Question detail
Which option avoids the common misconception in this objective for Reproduction, DNA structure (biology only): students must describe each nucleotide as containing a sugar, phosphate group and one of four bases.
Try the question, check the answer, then read the explanation to understand the curriculum point.
At a glance
MCQ
Type
practice
Style
Topic
Reproduction
Question
- A. Misconception avoided: A DNA base sequence is the storage format; a gene is the named instruction unit.

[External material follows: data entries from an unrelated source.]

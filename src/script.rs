//! Scripted flip sequences — the human-authored demo format.
//!
//! A `FlipScript` describes *what the driver would do*: a viewport, a page
//! list, and one pose per frame. Running it drives a `FlipRender` through
//! the sequence and collects the produced frames, which is the whole
//! engine exercised end to end without any backend.

use serde::{Deserialize, Serialize};

use crate::page::FlipPose;
use crate::render::FlipRender;
use crate::types::{FlipDirection, Frame, Orientation, PageDensity, PageId, PageRect, PageSide, Shadow};

#[derive(Debug, Clone, Serialize, Deserialize)]
pub struct FlipScript {
    pub viewport: Viewport,
    pub orientation: Orientation,
    pub pages: Vec<PageSpec>,
    pub frames: Vec<FrameSpec>,
}

#[derive(Debug, Clone, Serialize, Deserialize)]
pub struct Viewport {
    #[serde(default)]
    pub left: f64,
    #[serde(default)]
    pub top: f64,
    pub width: f64,
    pub height: f64,
}

#[derive(Debug, Clone, Serialize, Deserialize)]
pub struct PageSpec {
    pub density: PageDensity,
}

/// One animation tick: slot assignments by page index, plus the turning
/// page's pose and the shadow descriptor for this instant.
#[derive(Debug, Clone, Serialize, Deserialize)]
pub struct FrameSpec {
    pub direction: FlipDirection,
    #[serde(default, skip_serializing_if = "Option::is_none")]
    pub left: Option<usize>,
    #[serde(default, skip_serializing_if = "Option::is_none")]
    pub right: Option<usize>,
    #[serde(default, skip_serializing_if = "Option::is_none")]
    pub bottom: Option<usize>,
    #[serde(default, skip_serializing_if = "Option::is_none")]
    pub flipping: Option<FlipSpec>,
    #[serde(default, skip_serializing_if = "Option::is_none")]
    pub shadow: Option<Shadow>,
}

#[derive(Debug, Clone, Serialize, Deserialize)]
pub struct FlipSpec {
    pub page: usize,
    #[serde(default, skip_serializing_if = "Option::is_none")]
    pub side: Option<PageSide>,
    #[serde(default)]
    pub pose: FlipPose,
    /// Rigid rotation for hard pages, degrees.
    #[serde(default, skip_serializing_if = "Option::is_none")]
    pub hard_angle: Option<f64>,
}

impl FlipScript {
    /// Drive a render engine through the scripted sequence, producing one
    /// frame per `FrameSpec`. Out-of-range page indices leave the slot
    /// empty (the engine tolerates null slots by design).
    pub fn run(&self) -> Vec<Frame> {
        let rect = PageRect::new(
            self.viewport.left,
            self.viewport.top,
            self.viewport.width,
            self.viewport.height,
            self.orientation,
        );
        let mut render = FlipRender::new(rect, self.orientation);
        let ids: Vec<PageId> = self
            .pages
            .iter()
            .map(|spec| render.add_page(spec.density))
            .collect();
        let id = |index: Option<usize>| index.and_then(|i| ids.get(i).copied());

        let mut frames = Vec::with_capacity(self.frames.len());
        for spec in &self.frames {
            render.direction = spec.direction;
            render.set_left_page(id(spec.left));
            render.set_right_page(id(spec.right));
            render.set_bottom_page(id(spec.bottom));

            match &spec.flipping {
                Some(flip) => {
                    if let Some(page) = ids.get(flip.page).copied() {
                        if render.flipping_page() != Some(page) {
                            render.end_flip();
                            render.begin_flip(page, flip.pose.clone());
                        } else {
                            render.set_flip_pose(flip.pose.clone());
                        }
                        if let Some(target) = render.page_mut(page) {
                            if let Some(side) = flip.side {
                                target.set_side(side);
                            }
                            if let Some(angle) = flip.hard_angle {
                                target.set_hard_angle(angle);
                            }
                        }
                    }
                }
                None => render.end_flip(),
            }

            // The descriptor is replaced wholesale every tick.
            render.shadow = spec.shadow;

            frames.push(render.produce_frame());
        }
        frames
    }
}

This matches DNA structure (biology only) because students must describe each nucleotide as containing a sugar, phosphate group and one of four bases.

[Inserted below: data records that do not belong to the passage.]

//! Render engine — the frame assembler.
//!
//! Holds the current pose (direction, orientation, shadow descriptor, page
//! rectangle, slot assignments) and derives every visual primitive from it
//! on each `produce_frame` call. Nothing is carried over between frames;
//! the only memo is the saved-transform cache for static placements, and
//! its invalidation is explicit.
//!
//! The engine understands slots, stacking and shadows. It never deals
//! with any output device — a presentation backend consumes the `Frame`s.

mod cache;
mod shadow;

use std::collections::BTreeMap;

use crate::page::{Draw, FlipPose, Page, StaticPage};
use crate::types::{
    Frame, FlipDirection, Orientation, PageDensity, PageId, PageRect, PageSide, PageStyle, Shadow,
    ShadowSet,
};

use cache::TransformCache;

// Stacking offsets above the backend-provided base.
pub(crate) const Z_STATIC: i32 = 1;
pub(crate) const Z_BOTTOM: i32 = 3;
pub(crate) const Z_BACK_FACE: i32 = 4;
pub(crate) const Z_FLIPPING: i32 = 5;
pub(crate) const Z_HARD_SHADOW: i32 = 5;
pub(crate) const Z_SOFT_SHADOW: i32 = 10;

/// The flip geometry and shadow-compositing engine.
///
/// An external animation driver mutates the pose state between ticks
/// (slot setters, `direction`, `shadow`, flip pose) and calls
/// `produce_frame` once per tick. Styles within a frame apply in order;
/// a page occupying two slots takes the later style.
pub struct FlipRender {
    pages: BTreeMap<PageId, Page>,
    next_id: usize,

    left: Option<PageId>,
    right: Option<PageId>,
    bottom: Option<PageId>,
    flipping: Option<PageId>,

    /// Which way the current turn runs. Driver-mutable.
    pub direction: FlipDirection,
    /// Current shadow descriptor; `None` while no page is turning.
    /// Driver-mutable, replaced wholesale on every progress change.
    pub shadow: Option<Shadow>,

    orientation: Orientation,
    rect: PageRect,
    z_base: i32,
    cache: TransformCache,
}

impl FlipRender {
    pub fn new(rect: PageRect, orientation: Orientation) -> Self {
        FlipRender {
            pages: BTreeMap::new(),
            next_id: 0,
            left: None,
            right: None,
            bottom: None,
            flipping: None,
            direction: FlipDirection::Forward,
            shadow: None,
            orientation,
            rect,
            z_base: 0,
            cache: TransformCache::new(),
        }
    }

    // -----------------------------------------------------------------------
    // Registry
    // -----------------------------------------------------------------------

    /// Register a new managed page and return its stable identity.
    pub fn add_page(&mut self, density: PageDensity) -> PageId {
        let id = PageId(self.next_id);
        self.next_id += 1;
        self.pages.insert(id, Page::Static(StaticPage::new(id, density)));
        id
    }

    pub fn page(&self, id: PageId) -> Option<&Page> {
        self.pages.get(&id)
    }

    pub fn page_mut(&mut self, id: PageId) -> Option<&mut Page> {
        self.pages.get_mut(&id)
    }

    // -----------------------------------------------------------------------
    // Slot setters
    // -----------------------------------------------------------------------
    //
    // Every setter synchronously invalidates the outgoing page's saved
    // transform when the identity changes, so a later frame can never
    // replay a placement that belonged to a different slot assignment.

    pub fn set_left_page(&mut self, page: Option<PageId>) {
        if self.left != page {
            if let Some(old) = self.left {
                self.cache.invalidate(old);
            }
        }
        self.left = page;
        self.assign_side(page, PageSide::Left);
    }

    pub fn set_right_page(&mut self, page: Option<PageId>) {
        if self.right != page {
            if let Some(old) = self.right {
                self.cache.invalidate(old);
            }
        }
        self.right = page;
        self.assign_side(page, PageSide::Right);
    }

    pub fn set_bottom_page(&mut self, page: Option<PageId>) {
        if self.bottom != page {
            if let Some(old) = self.bottom {
                self.cache.invalidate(old);
            }
        }
        self.bottom = page;
    }

    pub fn set_flipping_page(&mut self, page: Option<PageId>) {
        if self.flipping != page {
            if let Some(old) = self.flipping {
                self.cache.invalidate(old);
            }
        }
        self.flipping = page;
    }

    pub fn left_page(&self) -> Option<PageId> {
        self.left
    }

    pub fn right_page(&self) -> Option<PageId> {
        self.right
    }

    pub fn bottom_page(&self) -> Option<PageId> {
        self.bottom
    }

    pub fn flipping_page(&self) -> Option<PageId> {
        self.flipping
    }

    fn assign_side(&mut self, page: Option<PageId>, side: PageSide) {
        let Some(id) = page else { return };
        let Some(p) = self.pages.get_mut(&id) else { return };
        if p.side() != Some(side) {
            // Orientation change: any saved placement is stale.
            p.set_side(side);
            self.cache.invalidate(id);
        }
    }

    // -----------------------------------------------------------------------
    // Flip lifecycle
    // -----------------------------------------------------------------------

    /// Promote `id` to the flipping variant and place it in the flipping
    /// slot. The flipping page supersedes whichever static slot it is
    /// animating out of, and its saved transform is dropped: the page
    /// changes role.
    pub fn begin_flip(&mut self, id: PageId, pose: FlipPose) {
        if let Some(page) = self.pages.remove(&id) {
            self.pages.insert(id, page.into_flipping(pose));
        }
        if self.left == Some(id) {
            self.set_left_page(None);
        }
        if self.right == Some(id) {
            self.set_right_page(None);
        }
        self.set_flipping_page(Some(id));
        self.cache.invalidate(id);
    }

    /// Update the animated pose of the page currently flipping.
    pub fn set_flip_pose(&mut self, pose: FlipPose) {
        if let Some(id) = self.flipping {
            if let Some(page) = self.pages.get_mut(&id) {
                page.set_pose(pose);
            }
        }
    }

    /// Settle the flipping page back to a static one, empty the flipping
    /// slot and drop the shadow descriptor.
    pub fn end_flip(&mut self) {
        if let Some(id) = self.flipping.take() {
            if let Some(page) = self.pages.remove(&id) {
                self.pages.insert(id, page.settle());
            }
            self.cache.invalidate(id);
        }
        self.shadow = None;
    }

    // -----------------------------------------------------------------------
    // Layout inputs
    // -----------------------------------------------------------------------

    pub fn set_orientation(&mut self, orientation: Orientation) {
        self.orientation = orientation;
    }

    pub fn orientation(&self) -> Orientation {
        self.orientation
    }

    /// Replace the page rectangle after a viewport change. Every saved
    /// placement depends on the rect, so the whole cache goes.
    pub fn set_rect(&mut self, rect: PageRect) {
        self.rect = rect;
        self.cache.clear();
    }

    pub fn rect(&self) -> &PageRect {
        &self.rect
    }

    /// Base stacking order provided by the layout collaborator.
    pub fn set_z_base(&mut self, z_base: i32) {
        self.z_base = z_base;
    }

    /// Re-apply sides to the current left/right pages and drop their saved
    /// transforms. Call after any layout or orientation change.
    pub fn update(&mut self) {
        if let Some(id) = self.left {
            self.cache.invalidate(id);
            if let Some(page) = self.pages.get_mut(&id) {
                page.set_side(PageSide::Left);
            }
        }
        if let Some(id) = self.right {
            self.cache.invalidate(id);
            if let Some(page) = self.pages.get_mut(&id) {
                page.set_side(PageSide::Right);
            }
        }
    }

    /// Drop the shadow descriptor; all four shadow primitives render
    /// hidden from the next frame on.
    pub fn clear_shadow(&mut self) {
        self.shadow = None;
    }

    // -----------------------------------------------------------------------
    // Frame assembly
    // -----------------------------------------------------------------------

    /// Produce the next frame. Runs every pass on every call; nothing is
    /// memoized across frames except cached static placements.
    pub fn produce_frame(&mut self) -> Frame {
        let mut frame = Frame {
            pages: Vec::with_capacity(self.pages.len()),
            shadows: ShadowSet::hidden(),
        };

        self.clear_pass(&mut frame);
        self.draw_left(&mut frame);
        self.draw_right(&mut frame);
        self.draw_bottom(&mut frame);
        self.draw_flipping(&mut frame);
        self.shadow_pass(&mut frame);

        frame
    }

    /// Hide every managed page that occupies no tracked slot: neutral
    /// stacking order, identity transform. This is what guarantees no
    /// ghost page survives a slot reassignment.
    fn clear_pass(&self, frame: &mut Frame) {
        for &id in self.pages.keys() {
            let tracked = self.left == Some(id)
                || self.right == Some(id)
                || self.bottom == Some(id)
                || self.flipping == Some(id);
            if !tracked {
                frame.pages.push(PageStyle::hidden(id, self.z_base));
            }
        }
    }

    /// Density and hard angle of the page currently flipping, if any.
    fn flipping_info(&self) -> Option<(PageDensity, f64)> {
        self.flipping
            .and_then(|id| self.pages.get(&id))
            .map(|p| (p.drawing_density(), p.hard_angle()))
    }

    fn draw_left(&mut self, frame: &mut Frame) {
        let Some(id) = self.left else { return };

        // In portrait the left page is off-stage. Drop its saved transform
        // so nothing leaks on the next portrait → landscape switch, and
        // hide it rather than leaving its last style in force.
        if self.orientation == Orientation::Portrait {
            self.cache.invalidate(id);
            frame.pages.push(PageStyle::hidden(id, self.z_base));
            return;
        }

        // While a hard page flips backwards, the left page is the rigid
        // page's back face: it mirrors the flip rotation and stacks above
        // the static pages.
        if self.direction == FlipDirection::Back {
            if let Some((PageDensity::Hard, flip_angle)) = self.flipping_info() {
                if self.bottom == Some(id) {
                    // Same identity as the page being revealed: it is
                    // being replaced, so its saved state must go.
                    self.cache.invalidate(id);
                }
                if let Some(page) = self.pages.get_mut(&id) {
                    page.set_hard_angle(180.0 + flip_angle);
                    let mut style = page.draw(Some(PageDensity::Hard), &self.rect);
                    style.z_order = self.z_base + Z_BACK_FACE;
                    frame.pages.push(style);
                }
                return;
            }
        }

        self.draw_static_slot(id, PageSide::Left, frame);
    }

    fn draw_right(&mut self, frame: &mut Frame) {
        let Some(id) = self.right else { return };

        // Mirror of the left slot: on a forward hard flip the right page
        // is the rigid page's back face.
        if self.direction == FlipDirection::Forward {
            if let Some((PageDensity::Hard, flip_angle)) = self.flipping_info() {
                if self.bottom == Some(id) {
                    self.cache.invalidate(id);
                }
                if let Some(page) = self.pages.get_mut(&id) {
                    page.set_hard_angle(180.0 + flip_angle);
                    let mut style = page.draw(Some(PageDensity::Hard), &self.rect);
                    style.z_order = self.z_base + Z_BACK_FACE;
                    frame.pages.push(style);
                }
                return;
            }
        }

        self.draw_static_slot(id, PageSide::Right, frame);
    }

    fn draw_bottom(&mut self, frame: &mut Frame) {
        let Some(id) = self.bottom else { return };

        // In portrait a backwards turn fully occludes the revealed page.
        if self.orientation == Orientation::Portrait && self.direction == FlipDirection::Back {
            frame.pages.push(PageStyle::hidden(id, self.z_base));
            return;
        }

        // Render at the flipping page's density so the revealed page stays
        // consistent with what is curling above it.
        let density = self.flipping_info().map(|(density, _)| density);
        if let Some(page) = self.pages.get(&id) {
            let mut style = page.draw(density, &self.rect);
            style.z_order = self.z_base + Z_BOTTOM;
            frame.pages.push(style);
        }
    }

    fn draw_flipping(&mut self, frame: &mut Frame) {
        let Some(id) = self.flipping else { return };
        if let Some(page) = self.pages.get(&id) {
            let mut style = page.draw(None, &self.rect);
            style.z_order = self.z_base + Z_FLIPPING;
            frame.pages.push(style);
        }
    }

    /// Static placement with the saved-transform cache in front.
    fn draw_static_slot(&mut self, id: PageId, side: PageSide, frame: &mut Frame) {
        if let Some(saved) = self.cache.get(id) {
            frame.pages.push(saved.clone());
            return;
        }
        if let Some(page) = self.pages.get(&id) {
            let mut style = page.simple_draw(side, &self.rect);
            style.z_order = self.z_base + Z_STATIC;
            self.cache.save(id, style.clone());
            frame.pages.push(style);
        }
    }

    fn shadow_pass(&self, frame: &mut Frame) {
        let Some(descriptor) = self.shadow else { return };
        let Some((density, _)) = self.flipping_info() else { return };

        // Exactly one pair is ever visible; the other stays hidden.
        match density {
            PageDensity::Soft => {
                frame.shadows.outer =
                    shadow::soft_outer(&descriptor, &self.rect, self.direction, self.z_base);
                frame.shadows.inner =
                    shadow::soft_inner(&descriptor, &self.rect, self.direction, self.z_base);
            }
            PageDensity::Hard => {
                frame.shadows.hard_outer =
                    shadow::hard_outer(&descriptor, &self.rect, self.direction, self.z_base);
                frame.shadows.hard_inner =
                    shadow::hard_inner(&descriptor, &self.rect, self.direction, self.z_base);
            }
        }
    }
}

- B. Common misconception: Explaining protein coding without naming the gene as the relevant section of DNA. This would blur DNA vs genes instead of testing DNA structure (biology only).
- C. Partial misconception: Treating DNA as if it always means one gene. This misses the objective focus on describe each nucleotide as containing a sugar, phosphate group and one of four bases.
- D. Terminology mix-up: It moves into a neighbouring Unit 4.6 idea rather than Reproduction / DNA structure (biology only).
Answer
The correct option is Misconception avoided: A DNA base sequence is the storage format; a gene is the named instruction unit. This matches DNA structure (biology only) because students must describe each nucleotide as containing a sugar, phosphate group and one of four bases.. It is the only option that keeps DNA vs genes separate and answers the approved learning objective in DNA structure (biology only).
Explanation
The correct option is Misconception avoided: A DNA base sequence is the storage format; a gene is the named instruction unit. This matches DNA structure (biology only) because students must describe each nucleotide as containing a sugar, phosphate group and one of four bases.. Misconception avoided: A DNA base sequence is the storage format; a gene is the named instruction unit. This matches DNA structure (biology only) because students must describe each nucleotide as containing a sugar, phosphate group and one of four bases. is correct because A DNA base sequence is the storage format; a gene is the named instruction unit. The learning objective says students must describe each nucleotide as containing a sugar, phosphate group and one of four bases, so the answer must stay inside DNA structure (biology only). The alternative options are wrong because they either explaining protein coding without naming the gene as the relevant section of dna., treating dna as if it always means one gene., or drift away from do not use dna, gene, and chromosome as interchangeable answers..
Common mistake
Forgetting the phosphate group
Students often describe a nucleotide as only a sugar and a base, omitting the phosphate group that links nucleotides together.
Remind students that a nucleotide consists of a five‑carbon sugar, a phosphate group attached to the 5’ carbon, and one of the four nitrogenous bases (A, C, G or T).
Related flashcards
Flashcard 1 of 5
Related practice questions
Question 1 of 5
Choose an answer, get feedback, then move sideways through the set.